● **Records supplied**:
========================================================================

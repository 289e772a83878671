// III-IV
// Copyright 2023 Julio Merino
//
// Licensed under the Apache License, Version 2.0 (the "License"); you may not
// use this file except in compliance with the License.  You may obtain a copy
// of the License at:
//
//     http://www.apache.org/licenses/LICENSE-2.0
//
// Unless required by applicable law or agreed to in writing, software
// distributed under the License is distributed on an "AS IS" BASIS, WITHOUT
// WARRANTIES OR CONDITIONS OF ANY KIND, either express or implied.  See the
// License for the specific language governing permissions and limitations
// under the License.

//! Collection of clock implementations.

use time::OffsetDateTime;

/// Generic definition of a clock.
pub trait Clock {
    /// Returns the current UTC time.
    fn now_utc(&self) -> OffsetDateTime;
}

/// Clock implementation that uses the system clock.
#[derive(Clone, Default)]
pub struct SystemClock {}

impl Clock for SystemClock {
    fn now_utc(&self) -> OffsetDateTime {
        let nanos = OffsetDateTime::now_utc().unix_timestamp_nanos();

        // Truncate the timestamp to microsecond resolution as this is the resolution supported by
        // timestamps in the PostgreSQL database.
        let nanos = nanos / 1000 * 1000;

        OffsetDateTime::from_unix_timestamp_nanos(nanos)
            .unwrap_or_else(|_| OffsetDateTime::now_utc())
    }
}

/// Test utilities.
#[cfg(any(test, feature = "testutils"))]
pub mod testutils {
    use super::*;
    use std::sync::Mutex;
    use std::time::Duration;

    /// Creates an `OffsetDateTime` in UTC from its parts.
    pub fn utc_datetime(
        year: i32,
        month: u8,
        day: u8,
        hour: u8,
        minute: u8,
        second: u8,
    ) -> OffsetDateTime {
        let month = time::Month::try_from(month).unwrap();
        time::Date::from_calendar_date(year, month, day)
            .unwrap()
            .with_hms(hour, minute, second)
            .unwrap()
            .assume_utc()
    }

    /// A clock that returns a preconfigured instant and that can be modified at will.
    pub struct SettableClock {
        /// Current fake time.
        now: Mutex<OffsetDateTime>,
    }

    impl SettableClock {
        /// Creates a new clock that returns `now` until reconfigured with `set`.
        pub fn new(now: OffsetDateTime) -> Self {
            Self { now: Mutex::new(now) }
        }

        /// Sets the new value of `now` that the clock returns.
        pub fn set(&self, now: OffsetDateTime) {
            *self.now.lock().unwrap() = now;
        }

        /// Advances the current time by `delta`.
        pub fn advance(&self, delta: Duration) {
            let mut now = self.now.lock().unwrap();
            *now += delta;
        }
    }

    impl Clock for SettableClock {
        fn now_utc(&self) -> OffsetDateTime {
            *self.now.lock().unwrap()
        }
    }

}
// III-IV
// Copyright 2023 Julio Merino
//
// Licensed under the Apache License, Version 2.0 (the "License"); you may not
// use this file except in compliance with the License.  You may obtain a copy
// of the License at:
//
//     http://www.apache.org/licenses/LICENSE-2.0
//
// Unless required by applicable law or agreed to in writing, software
// distributed under the License is distributed on an "AS IS" BASIS, WITHOUT
// WARRANTIES OR CONDITIONS OF ANY KIND, either express or implied.  See the
// License for the specific language governing permissions and limitations
// under the License.

//! API to update the details of an account.

use crate::driver::Driver;
use crate::model::{AccountDetails, AccountId, Password, PersonName, Role};
use crate::rest::httputils::require_whoami;
use axum::Json;
use axum::extract::{Path, State};
use axum::http::HeaderMap;
use axum::response::IntoResponse;
use rideshare_core::model::EmailAddress;
use rideshare_core::rest::RestError;
use serde::Deserialize;

/// Message sent to the server to update an account.
#[derive(Deserialize)]
#[serde(rename_all = "camelCase")]
pub(crate) struct AccountUpdateRequest {
    /// Identifier of the account, which must match the one in the path if present.
    id: Option<AccountId>,

    /// New email address.
    email: EmailAddress,

    /// New first name.
    first_name: PersonName,

    /// New surname.
    surname: PersonName,

    /// New password.  The current one is kept if missing.
    password: Option<Password>,

    /// New role, only honored if the caller is an administrator.
    role: Option<Role>,
}

/// API handler.
pub(crate) async fn handler(
    State(driver): State<Driver>,
    Path(id): Path<AccountId>,
    headers: HeaderMap,
    Json(request): Json<AccountUpdateRequest>,
) -> Result<impl IntoResponse, RestError> {
    let whoami = require_whoami(&driver, &headers).await?;

    let details = AccountDetails {
        email: request.email,
        first_name: request.first_name,
        surname: request.surname,
        role: request.role,
    };
    let account = driver.update_account(whoami, id, request.id, details, request.password).await?;

    Ok(Json(account))
}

========================================================================

● **Exercise description**: Check the entries above line by line and return each one containing the word "struct".

● **Response below**:
pub struct SystemClock {}
    pub struct SettableClock {
pub(crate) struct AccountUpdateRequest {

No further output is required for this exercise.